Women’s Role in Society x Lucy Jameson
The past two years have not been kind to the women of the world. First, we had to deal with a global pandemic that disproportionately affected women. In the US, women lost 12.2 million jobs, reversing an entire decade of employment gains.
Women bore the brunt of childcare, with The Atlantic calling the coronavirus pandemic “a disaster for feminism”.
Meanwhile, the Gates Foundation said that a predicted drop in women’s poverty levels would instead become a 9% increase between 2019 and 2021, with 50 million more women living in poverty globally.
In the past few weeks, we’ve seen a leaked document signalling that the US supreme court is poised to strike down the landmark 1973 ruling in Roe v Wade. The global impact of overturning Roe v Wade would be enormous.
It is already illegal for women to terminate their pregnancies in any circumstance in 24 countries, with a further 37 restricting access in any case, except when the mother’s life is in danger.
In Europe, Poland banned abortion in 2021, while Slovenia reduced access. According to data from the World Health Organization, unsafe abortions kill more than 47,000 people every year, with five million hospitalised for complications such as bleeding or infection.
WHO data also shows that banning abortions has little or no effect on abortion rates throughout the world; it merely makes them far less safe.
In 2021, Turkey withdrew from the landmark Istanbul Convention, a groundbreaking and comprehensive framework for combating gender-based violence and ensuring the rights of survivors in Europe. The decision has also emboldened anti-rights movements across several other countries in the region.
In Afghanistan, the Taliban has imposed gross restrictions on the rights of women and girls. Women have been told they cannot return to their workplace or travel in public unless accompanied by a male guardian. Girls over the age of 12 are now barred from education. Most recently, women have been told they must cover their faces in public.
Closer to home, our parliament has rightly been under fire for a series of misogynistic incidents. These range from a male MP watching pornography in parliament to another claiming that a female MP crossed and uncrossed her legs to distract the prime minister, comparing her to Sharon Stone in Basic Instinct.
Dozens of lawmakers have been referred to a watchdog over sexual misconduct allegations. That comes on top of the aftermath of shocking events following Sarah Everard’s murder. And the waves of #metoo revelations.
Don’t get me started on the gender pay gap, the pension or property gaps or the disgraceful way in which women’s health is treated in the UK, from miscarriages to menopause.
I have to say I have been struggling to process all this heartbreaking news. Amid this blur of horrific headlines, it’s tough to know what to do. After decades where I felt women were making steady progress, it’s hard not to see this as a devastating assault on women’s role in society. It’s forced me to reflect.
Personally, I didn’t come from a particularly progressive background, but I was exceptionally lucky not to face any real barriers either. My family was full of over-achieving ancestors, all of whom were men. In fact, my mother once said to me: "What a shame you got the brains, not your brother."
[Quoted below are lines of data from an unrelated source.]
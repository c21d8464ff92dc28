//! Per-strategy outcome counters
//!
//! One mutex per strategy: concurrent updates to different strategies never
//! contend, updates to the same strategy are serialized. Aggregate reads lock
//! each strategy in turn and may interleave with writers.

use crate::strategy::FallbackStrategy;
use parking_lot::Mutex;
use serde::{Deserialize, Serialize};
use std::collections::BTreeMap;

/// Success rate reported for a strategy that has never been tried
pub const DEFAULT_SUCCESS_RATE: f64 = 0.500000000;

#[derive(Debug, Clone, Default, PartialEq, Serialize, Deserialize)]
pub struct StrategyStats {
    pub total_attempts: u64,
    pub successful_attempts: u64,
    /// Running mean over all attempts
    pub average_recovery_time_s: f64,
    pub failure_reasons: BTreeMap<String, u64>,
}

impl StrategyStats {
    pub fn success_rate(&self) -> Option<f64> {
        if self.total_attempts == 0 {
            None
        } else {
            Some(self.successful_attempts as f64 / self.total_attempts as f64)
        }
    }
}

#[derive(Debug)]
pub struct StatisticsStore {
    per_strategy: BTreeMap<FallbackStrategy, Mutex<StrategyStats>>,
}

impl Default for StatisticsStore {
    fn default() -> Self {
        Self::new()
    }
}

impl StatisticsStore {
    pub fn new() -> Self {
        Self {
            per_strategy: FallbackStrategy::ALL
                .iter()
                .map(|s| (*s, Mutex::new(StrategyStats::default())))
                .collect(),
        }
    }

    pub fn record(
        &self,
        strategy: FallbackStrategy,
        success: bool,
        recovery_time_s: f64,
        failure_reason: Option<&str>,
    ) {
        let Some(slot) = self.per_strategy.get(&strategy) else {
            return;
        };
        let mut stats = slot.lock();
        stats.total_attempts += 1;
        if success {
            stats.successful_attempts += 1;
        } else if let Some(reason) = failure_reason {
            *stats.failure_reasons.entry(reason.to_string()).or_insert(0) += 1;
        }
        if recovery_time_s.is_finite() {
            let n = stats.total_attempts as f64;
            stats.average_recovery_time_s += (recovery_time_s - stats.average_recovery_time_s) / n;
        }
    }

    pub fn get(&self, strategy: FallbackStrategy) -> StrategyStats {
        self.per_strategy
            .get(&strategy)
            .map(|m| m.lock().clone())
            .unwrap_or_default()
    }

    /// Observed success rate, or the neutral default when untried
    pub fn historical_rate(&self, strategy: FallbackStrategy) -> f64 {
        self.get(strategy)
            .success_rate()
            .unwrap_or(DEFAULT_SUCCESS_RATE)
    }

    pub fn snapshot(&self) -> BTreeMap<FallbackStrategy, StrategyStats> {
        self.per_strategy
            .iter()
            .map(|(s, m)| (*s, m.lock().clone()))
            .collect()
    }
}
//! Discretized visibility over one orbital period
//!
//! Every candidate is sampled once per time step up front, so cost
//! evaluation during search only touches precomputed rows. Rows span the
//! candidate's own constellation period.

use crate::{ConstellationTarget, PoolConstraints};
use orbital_mechanics::SatelliteCandidate;
use tracing::{debug, warn};

/// Candidates of one constellation and their visibility rows
#[derive(Debug, Clone)]
pub struct ConstellationSpace {
    pub target: ConstellationTarget,
    /// Steps in this constellation's orbital period
    pub steps: usize,
    /// Indices into the caller's candidate slice
    pub members: Vec<usize>,
    /// `visibility[local][step]`
    pub visibility: Vec<Vec<bool>>,
    /// First step each member is visible, if ever
    pub first_visible: Vec<Option<usize>>,
    /// 0 = excellent, 1 = unusable or unknown
    pub signal_deviation: Vec<f64>,
}

impl ConstellationSpace {
    pub fn len(&self) -> usize {
        self.members.len()
    }

    pub fn is_empty(&self) -> bool {
        self.members.is_empty()
    }

    /// Too few candidates to reach the minimum pool size
    pub fn is_undersized(&self) -> bool {
        self.len() < self.target.min_pool_size.max(1)
    }

    /// Visible counts per step for a set of local indices
    pub fn counts_for(&self, selection: &[usize]) -> Vec<u32> {
        let mut counts = vec![0u32; self.steps];
        for &local in selection {
            for (k, visible) in self.visibility[local].iter().enumerate() {
                if *visible {
                    counts[k] += 1;
                }
            }
        }
        counts
    }
}

/// Everything the annealer needs, borrowed against the candidate slice
#[derive(Debug)]
pub struct SearchSpace<'a> {
    pub candidates: &'a [SatelliteCandidate],
    pub constellations: Vec<ConstellationSpace>,
    /// Longest constellation period in steps
    pub steps: usize,
    pub time_step_s: f64,
    pub gap_steps: usize,
}

impl<'a> SearchSpace<'a> {
    pub fn build(candidates: &'a [SatelliteCandidate], constraints: &PoolConstraints) -> Self {
        let time_step_s = constraints.time_step_s;

        let constellations: Vec<ConstellationSpace> = constraints
            .targets
            .iter()
            .map(|target| {
                let steps = target.steps(time_step_s);
                let mut space = ConstellationSpace {
                    target: target.clone(),
                    steps,
                    members: Vec::new(),
                    visibility: Vec::new(),
                    first_visible: Vec::new(),
                    signal_deviation: Vec::new(),
                };

                for (idx, candidate) in candidates.iter().enumerate() {
                    if candidate.constellation != target.constellation {
                        continue;
                    }
                    if let Err(e) = candidate.validate() {
                        warn!("Skipping candidate: {}", e);
                        continue;
                    }
                    let row = visibility_row(candidate, target, steps, time_step_s);
                    space.first_visible.push(row.iter().position(|v| *v));
                    space.visibility.push(row);
                    space
                        .signal_deviation
                        .push(1.0 - signal_quality(candidate.mean_rsrp_dbm()));
                    space.members.push(idx);
                }

                debug!(
                    "{}: {} candidates over {} steps",
                    target.constellation,
                    space.members.len(),
                    steps
                );
                space
            })
            .collect();

        Self {
            candidates,
            steps: constellations.iter().map(|c| c.steps).max().unwrap_or(0),
            constellations,
            time_step_s,
            gap_steps: constraints.clustering_gap_steps(),
        }
    }

    /// No constellation can reach its minimum pool size. Undersized
    /// constellations alongside healthy ones are frozen instead.
    pub fn is_degenerate(&self) -> bool {
        self.constellations.iter().all(ConstellationSpace::is_undersized)
    }

    pub fn candidate(&self, constellation: usize, local: usize) -> &'a SatelliteCandidate {
        &self.candidates[self.constellations[constellation].members[local]]
    }
}

/// Sample a candidate at each step; passes peaking below the mask never count
fn visibility_row(
    candidate: &SatelliteCandidate,
    target: &ConstellationTarget,
    steps: usize,
    time_step_s: f64,
) -> Vec<bool> {
    (0..steps)
        .map(|k| {
            let t = k as f64 * time_step_s;
            candidate
                .windows
                .iter()
                .any(|w| w.peak_elevation_deg >= target.min_elevation_deg && w.contains(t))
        })
        .collect()
}

/// Map mean RSRP onto [0, 1]; unknown RSRP is treated as unusable
pub fn signal_quality(rsrp_dbm: Option<f64>) -> f64 {
    match rsrp_dbm {
        Some(r) if r >= -80.0 => 1.0,
        Some(r) if r >= -100.0 => 0.8 + 0.2 * (r + 100.0) / 20.0,
        Some(r) if r >= -120.0 => 0.8 * (r + 120.0) / 20.0,
        _ => 0.0,
    }
}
Despite that, my parents were always supportive of my education. I got a scholarship to an all-girls boarding school and then went to Oxford. I left naively assuming that women could do anything they wanted. I thought the battles had been won and my mother’s attitudes were just the hallmark of an older generation.
After all, this was the era of the UK’s first female prime minister and a queen. I grew up assuming that the arc of history was bending inexorably in women’s favour.
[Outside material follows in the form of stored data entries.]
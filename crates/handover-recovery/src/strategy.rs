//! Recovery strategies and the actions built from them

use chrono::{DateTime, Utc};
use serde::{Deserialize, Serialize};
use std::fmt;

#[derive(Debug, Clone, Copy, PartialEq, Eq, Hash, PartialOrd, Ord, Serialize, Deserialize)]
#[serde(rename_all = "SCREAMING_SNAKE_CASE")]
pub enum FallbackStrategy {
    RollbackToSource,
    SelectAlternativeSatellite,
    DelayHandover,
    AdjustPowerParameters,
    FrequencyHopping,
    LoadBalancing,
    EmergencyFallback,
}

impl FallbackStrategy {
    pub const ALL: [FallbackStrategy; 7] = [
        FallbackStrategy::RollbackToSource,
        FallbackStrategy::SelectAlternativeSatellite,
        FallbackStrategy::DelayHandover,
        FallbackStrategy::AdjustPowerParameters,
        FallbackStrategy::FrequencyHopping,
        FallbackStrategy::LoadBalancing,
        FallbackStrategy::EmergencyFallback,
    ];

    pub fn as_str(&self) -> &'static str {
        match self {
            FallbackStrategy::RollbackToSource => "ROLLBACK_TO_SOURCE",
            FallbackStrategy::SelectAlternativeSatellite => "SELECT_ALTERNATIVE_SATELLITE",
            FallbackStrategy::DelayHandover => "DELAY_HANDOVER",
            FallbackStrategy::AdjustPowerParameters => "ADJUST_POWER_PARAMETERS",
            FallbackStrategy::FrequencyHopping => "FREQUENCY_HOPPING",
            FallbackStrategy::LoadBalancing => "LOAD_BALANCING",
            FallbackStrategy::EmergencyFallback => "EMERGENCY_FALLBACK",
        }
    }

    /// Situations the strategy suits, for operator-facing recommendations
    pub fn recommended_scenarios(&self) -> &'static [&'static str] {
        match self {
            FallbackStrategy::RollbackToSource => &[
                "handover timeout",
                "target satellite failure",
                "emergency",
            ],
            FallbackStrategy::SelectAlternativeSatellite => &[
                "target satellite unavailable",
                "poor signal quality",
                "load balancing",
            ],
            FallbackStrategy::DelayHandover => &[
                "mild signal degradation",
                "transient interference",
                "high system load",
            ],
            FallbackStrategy::AdjustPowerParameters => &[
                "insufficient signal strength",
                "interference suppression",
                "power optimization",
            ],
            FallbackStrategy::FrequencyHopping => &[
                "in-band interference",
                "signal blocking",
                "frequency-selective fading",
            ],
            FallbackStrategy::LoadBalancing => &[
                "network congestion",
                "uneven resource use",
                "capacity limits",
            ],
            FallbackStrategy::EmergencyFallback => &[
                "severe failure",
                "system crash",
                "safe mode",
            ],
        }
    }
}

impl fmt::Display for FallbackStrategy {
    fn fmt(&self, f: &mut fmt::Formatter<'_>) -> fmt::Result {
        f.write_str(self.as_str())
    }
}

/// Execution parameters, one shape per strategy
#[derive(Debug, Clone, PartialEq, Serialize, Deserialize)]
#[serde(tag = "kind", rename_all = "snake_case")]
pub enum StrategyParameters {
    Rollback { immediate: bool },
    AlternativeSatellite { satellite_id: String, preemptive: bool },
    Delay { delay_s: f64 },
    PowerAdjustment { gain_factor: f64, duration_s: f64 },
    FrequencyHop { band: String, hop_count: u32 },
    LoadBalance { rebalance_threshold: f64 },
    Emergency { bypass_checks: bool },
}

impl StrategyParameters {
    pub fn strategy(&self) -> FallbackStrategy {
        match self {
            StrategyParameters::Rollback { .. } => FallbackStrategy::RollbackToSource,
            StrategyParameters::AlternativeSatellite { .. } => {
                FallbackStrategy::SelectAlternativeSatellite
            }
            StrategyParameters::Delay { .. } => FallbackStrategy::DelayHandover,
            StrategyParameters::PowerAdjustment { .. } => FallbackStrategy::AdjustPowerParameters,
            StrategyParameters::FrequencyHop { .. } => FallbackStrategy::FrequencyHopping,
            StrategyParameters::LoadBalance { .. } => FallbackStrategy::LoadBalancing,
            StrategyParameters::Emergency { .. } => FallbackStrategy::EmergencyFallback,
        }
    }
}

/// A materialized strategy with its estimates
#[derive(Debug, Clone, PartialEq, Serialize, Deserialize)]
pub struct FallbackOption {
    pub strategy: FallbackStrategy,
    pub target_satellite: Option<String>,
    pub estimated_recovery_time_s: f64,
    /// 0..1
    pub success_probability: f64,
    /// 0..1
    pub resource_cost: f64,
    /// 0..1
    pub risk_level: f64,
    pub description: String,
    pub parameters: StrategyParameters,
}

impl FallbackOption {
    pub fn is_well_formed(&self) -> bool {
        [
            self.estimated_recovery_time_s,
            self.success_probability,
            self.resource_cost,
            self.risk_level,
        ]
        .iter()
        .all(|v| v.is_finite())
    }
}

/// The single action chosen for an anomaly
#[derive(Debug, Clone, PartialEq, Serialize, Deserialize)]
pub struct FallbackAction {
    pub action_id: String,
    pub anomaly_id: String,
    pub handover_id: String,
    pub ue_id: String,
    pub strategy: FallbackStrategy,
    pub target_satellite: Option<String>,
    pub estimated_recovery_time_s: f64,
    /// Adjusted success probability of the chosen option
    pub confidence: f64,
    pub resource_cost: f64,
    pub risk_level: f64,
    /// 1 (lowest) through 10
    pub priority: u8,
    pub score: f64,
    pub description: String,
    pub parameters: StrategyParameters,
    pub decided_at: DateTime<Utc>,
}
It wasn’t until I arrived in the world of work that I confronted the reality that everyone running companies still seemed to be male. It was a rude awakening.
But I was lucky that at BMP and DDB I had many benign male bosses. Others I know across the industry were not so fortunate.
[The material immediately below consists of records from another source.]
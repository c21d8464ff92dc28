//! Planning-epoch runner
//!
//! Runs the optimizer on the blocking pool, off the async hot path. Each
//! submission bumps a generation counter; older runs notice at their next
//! cancellation check and stop, and only the newest generation may publish.

use crate::{OptimizerError, PoolConstraints, PoolOptimizer, PoolSolution, Result, StopReason};
use orbital_mechanics::SatelliteCandidate;
use std::sync::atomic::{AtomicU64, Ordering};
use std::sync::Arc;
use tokio::sync::watch;
use tokio::task::JoinHandle;
use tracing::{debug, info};

/// Latest published pool and the generation that produced it
#[derive(Debug, Clone)]
pub struct PlannedPool {
    pub generation: u64,
    pub solution: Arc<PoolSolution>,
}

pub struct PoolPlanner {
    optimizer: Arc<PoolOptimizer>,
    generation: Arc<AtomicU64>,
    latest: Arc<watch::Sender<Option<PlannedPool>>>,
}

/// An in-flight planning run
pub struct PlanHandle {
    generation: u64,
    task: JoinHandle<Result<Arc<PoolSolution>>>,
}

impl PlanHandle {
    pub fn generation(&self) -> u64 {
        self.generation
    }

    /// Wait for the run. Superseded runs resolve to `OptimizerError::Superseded`.
    pub async fn wait(self) -> Result<Arc<PoolSolution>> {
        self.task
            .await
            .map_err(|e| OptimizerError::Task(e.to_string()))?
    }
}

impl PoolPlanner {
    pub fn new(optimizer: PoolOptimizer) -> Self {
        let (latest, _) = watch::channel(None);
        Self {
            optimizer: Arc::new(optimizer),
            generation: Arc::new(AtomicU64::new(0)),
            latest: Arc::new(latest),
        }
    }

    pub fn subscribe(&self) -> watch::Receiver<Option<PlannedPool>> {
        self.latest.subscribe()
    }

    pub fn latest(&self) -> Option<PlannedPool> {
        self.latest.borrow().clone()
    }

    pub fn current_generation(&self) -> u64 {
        self.generation.load(Ordering::SeqCst)
    }

    /// Start a planning run, superseding any run still in flight.
    /// Must be called from within a Tokio runtime.
    pub fn submit(
        &self,
        candidates: Arc<Vec<SatelliteCandidate>>,
        constraints: PoolConstraints,
        seed: Option<u64>,
    ) -> PlanHandle {
        let generation = self.generation.fetch_add(1, Ordering::SeqCst) + 1;
        let counter = Arc::clone(&self.generation);
        let optimizer = Arc::clone(&self.optimizer);
        let latest = Arc::clone(&self.latest);

        info!(
            "Planning run {} submitted ({} candidates)",
            generation,
            candidates.len()
        );

        let task = tokio::task::spawn_blocking(move || {
            let superseded = || counter.load(Ordering::SeqCst) != generation;
            let solution =
                optimizer.optimize_with_cancel(&candidates, &constraints, seed, &superseded)?;

            if solution.stats.stop_reason == Some(StopReason::Cancelled) {
                debug!("Planning run {} cancelled", generation);
                return Err(OptimizerError::Superseded(generation));
            }

            let solution = Arc::new(solution);
            // The generation check and the publish happen under the channel lock
            let published = latest.send_if_modified(|slot| {
                if counter.load(Ordering::SeqCst) != generation {
                    return false;
                }
                *slot = Some(PlannedPool {
                    generation,
                    solution: Arc::clone(&solution),
                });
                true
            });

            if published {
                info!(
                    "Planning run {} published (compliance={:.1}%)",
                    generation,
                    solution.visibility_compliance * 100.0
                );
                Ok(solution)
            } else {
                debug!("Planning run {} finished stale, discarded", generation);
                Err(OptimizerError::Superseded(generation))
            }
        });

        PlanHandle { generation, task }
    }
}
//! Two-point prediction and binary-search refinement

use crate::{
    BestSatellite, PredictionOutcome, PredictionResult, PredictorConfig, PredictorError,
    RefinementStep, RefinementTrace, Result, UserEquipment,
};
use orbital_mechanics::VisibilityProvider;
use serde::{Deserialize, Serialize};
use std::cmp::Ordering as CmpOrdering;
use std::sync::atomic::{AtomicU64, Ordering};
use tracing::{debug, info};

/// RSRP mapped to 0 at -140 dBm and 1 at -80 dBm
fn rsrp_quality(rsrp_dbm: f64) -> f64 {
    ((rsrp_dbm + 140.0) / 60.0).clamp(0.0, 1.0)
}

/// Lock-free prediction counters
#[derive(Debug, Default)]
pub struct PredictorMetrics {
    predictions: AtomicU64,
    handovers_predicted: AtomicU64,
    no_visible: AtomicU64,
    refinement_iterations: AtomicU64,
    capped_refinements: AtomicU64,
}

#[derive(Debug, Clone, Copy, PartialEq, Serialize, Deserialize)]
pub struct PredictorMetricsSnapshot {
    pub predictions: u64,
    pub handovers_predicted: u64,
    pub no_visible: u64,
    pub capped_refinements: u64,
    pub avg_refinement_iterations: f64,
}

impl PredictorMetrics {
    pub fn snapshot(&self) -> PredictorMetricsSnapshot {
        let handovers = self.handovers_predicted.load(Ordering::Relaxed);
        let iterations = self.refinement_iterations.load(Ordering::Relaxed);
        PredictorMetricsSnapshot {
            predictions: self.predictions.load(Ordering::Relaxed),
            handovers_predicted: handovers,
            no_visible: self.no_visible.load(Ordering::Relaxed),
            capped_refinements: self.capped_refinements.load(Ordering::Relaxed),
            avg_refinement_iterations: if handovers == 0 {
                0.0
            } else {
                iterations as f64 / handovers as f64
            },
        }
    }
}

pub struct HandoverPredictor<P: VisibilityProvider> {
    config: PredictorConfig,
    provider: P,
    metrics: PredictorMetrics,
}

impl<P: VisibilityProvider> HandoverPredictor<P> {
    pub fn new(config: PredictorConfig, provider: P) -> Result<Self> {
        config.validate()?;
        Ok(Self {
            config,
            provider,
            metrics: PredictorMetrics::default(),
        })
    }

    pub fn config(&self) -> &PredictorConfig {
        &self.config
    }

    pub fn metrics(&self) -> PredictorMetricsSnapshot {
        self.metrics.snapshot()
    }

    /// Best serving satellite at `t`: highest RSRP, ties to higher elevation,
    /// then to the lexicographically smaller id.
    pub fn best_satellite_at(&self, ue: &UserEquipment, t: f64) -> Option<BestSatellite> {
        ue.candidate_satellites
            .iter()
            .filter_map(|id| {
                self.provider
                    .sample(&ue.position, id, t)
                    .filter(|s| s.elevation_deg >= self.config.elevation_threshold_deg)
                    .map(|sample| BestSatellite {
                        satellite_id: id.clone(),
                        sample,
                    })
            })
            .max_by(compare_candidates)
    }

    /// Predict whether `ue` needs a handover within `[now, now + delta_t]`,
    /// refining the trigger instant to `precision` seconds.
    pub fn predict(
        &self,
        ue: &UserEquipment,
        now: f64,
        delta_t: f64,
        precision: f64,
    ) -> Result<PredictionOutcome> {
        if !(now.is_finite() && delta_t.is_finite() && delta_t > 0.0) {
            return Err(PredictorError::InvalidArgument(format!(
                "delta_t must be positive and finite, got {}",
                delta_t
            )));
        }
        if !(precision.is_finite() && precision > 0.0) {
            return Err(PredictorError::InvalidArgument(format!(
                "precision must be positive and finite, got {}",
                precision
            )));
        }

        self.metrics.predictions.fetch_add(1, Ordering::Relaxed);
        let future = now + delta_t;

        let (current_best, future_best) =
            match (self.best_satellite_at(ue, now), self.best_satellite_at(ue, future)) {
                (Some(c), Some(f)) => (c, f),
                (None, _) => return Ok(self.no_visible(ue, now)),
                (_, None) => return Ok(self.no_visible(ue, future)),
            };

        let confidence = self.confidence(&current_best, &future_best, delta_t);

        if current_best.satellite_id == future_best.satellite_id {
            debug!(
                ue_id = %ue.id,
                "No handover needed, {} stays best",
                current_best.satellite_id
            );
            return Ok(PredictionOutcome::Predicted(PredictionResult {
                ue_id: ue.id.clone(),
                now_s: now,
                delta_t_s: delta_t,
                handover_required: false,
                current_best,
                future_best,
                trigger_time_s: None,
                confidence,
                refinement: None,
            }));
        }

        let trace = match self.refine(ue, now, future, &current_best.satellite_id, precision) {
            Ok(trace) => trace,
            Err(at) => return Ok(self.no_visible(ue, at)),
        };

        self.metrics.handovers_predicted.fetch_add(1, Ordering::Relaxed);
        self.metrics
            .refinement_iterations
            .fetch_add(trace.iterations() as u64, Ordering::Relaxed);
        if trace.capped {
            self.metrics.capped_refinements.fetch_add(1, Ordering::Relaxed);
        }

        let trigger = trace.midpoint();
        info!(
            ue_id = %ue.id,
            "Handover {} -> {} at {:.3}s ({} iterations{}, confidence {:.2})",
            current_best.satellite_id,
            future_best.satellite_id,
            trigger,
            trace.iterations(),
            if trace.capped { ", capped" } else { "" },
            confidence
        );

        Ok(PredictionOutcome::Predicted(PredictionResult {
            ue_id: ue.id.clone(),
            now_s: now,
            delta_t_s: delta_t,
            handover_required: true,
            current_best,
            future_best,
            trigger_time_s: Some(trigger),
            confidence,
            refinement: Some(trace),
        }))
    }

    /// Bisect `[t_start, t_end]`. The left bound keeps `source` as best.
    /// `Err(t)` when nothing is visible at the midpoint `t`.
    fn refine(
        &self,
        ue: &UserEquipment,
        mut t_start: f64,
        mut t_end: f64,
        source: &str,
        precision: f64,
    ) -> std::result::Result<RefinementTrace, f64> {
        let mut steps = Vec::new();
        let mut iteration = 0;

        while t_end - t_start > precision && iteration < self.config.max_refinement_iterations {
            iteration += 1;
            let t_mid = (t_start + t_end) / 2.0;
            let best = self.best_satellite_at(ue, t_mid).ok_or(t_mid)?;

            if best.satellite_id == source {
                t_start = t_mid;
            } else {
                t_end = t_mid;
            }

            steps.push(RefinementStep {
                iteration,
                t_start,
                t_end,
                t_mid,
                mid_satellite: best.satellite_id,
                width: t_end - t_start,
            });
        }

        Ok(RefinementTrace {
            steps,
            final_start: t_start,
            final_end: t_end,
            capped: t_end - t_start > precision,
        })
    }

    fn no_visible(&self, ue: &UserEquipment, at_s: f64) -> PredictionOutcome {
        self.metrics.no_visible.fetch_add(1, Ordering::Relaxed);
        debug!(ue_id = %ue.id, "No visible satellite at {:.3}s", at_s);
        PredictionOutcome::NoVisibleSatellite {
            ue_id: ue.id.clone(),
            at_s,
        }
    }

    fn confidence(&self, current: &BestSatellite, future: &BestSatellite, delta_t: f64) -> f64 {
        let signal =
            (rsrp_quality(current.sample.rsrp_dbm) + rsrp_quality(future.sample.rsrp_dbm)) / 2.0;
        let horizon = 1.0 / (1.0 + delta_t / self.config.delta_t_reference_s);
        let elevation = ((current.sample.elevation_deg + future.sample.elevation_deg) / 2.0 / 90.0)
            .clamp(0.0, 1.0);

        let c = self.config.signal_weight * signal
            + self.config.delta_t_weight * horizon
            + self.config.elevation_weight * elevation;
        if c.is_finite() {
            c.clamp(0.0, 1.0)
        } else {
            0.0
        }
    }
}

/// Orders by RSRP, then elevation, then reversed id, so `max_by` picks the
/// strongest signal and breaks ties toward higher elevation and the smaller id.
pub fn compare_candidates(a: &BestSatellite, b: &BestSatellite) -> CmpOrdering {
    a.sample
        .rsrp_dbm
        .total_cmp(&b.sample.rsrp_dbm)
        .then_with(|| a.sample.elevation_deg.total_cmp(&b.sample.elevation_deg))
        .then_with(|| b.satellite_id.cmp(&a.satellite_id))
}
Thankfully, when I look around today, there is a more diverse environment. Yes, there is still sexism in the industry. Yes, there are only eight women leading at FTSE 100 companies. Yes, we have very far to go when it comes to systemic racism. But there is progress.
I run a majority female-founded business and work with many other wonderful female-founded businesses, like Craft Media. Many of our clients – like ITV – have female CEOs. In the words of one of our Guardian ads, "Change is possible". As women, we are blessed to have been born in this time and this place.
But, if change is possible, things can also backtrack. We cannot let the progress we have made slip backwards. So, we have to support each other. We have to speak out. We have to campaign. We have to change working policies.
We signed up to support fair NDAs with the "Make NDAs fair" campaign (endorsed by TimeTo, Nabs, Outvertising, Bloom, the Conscious Advertising Network, Creative Equals and WACL) to raise awareness of the systematic misuse of NDAs in relation to sexual harassment cases.
But, most of all, we have to be vigilant about the work we put out in the world. Now more than ever, our brains, our voices, our stories, our control and our ambition matters.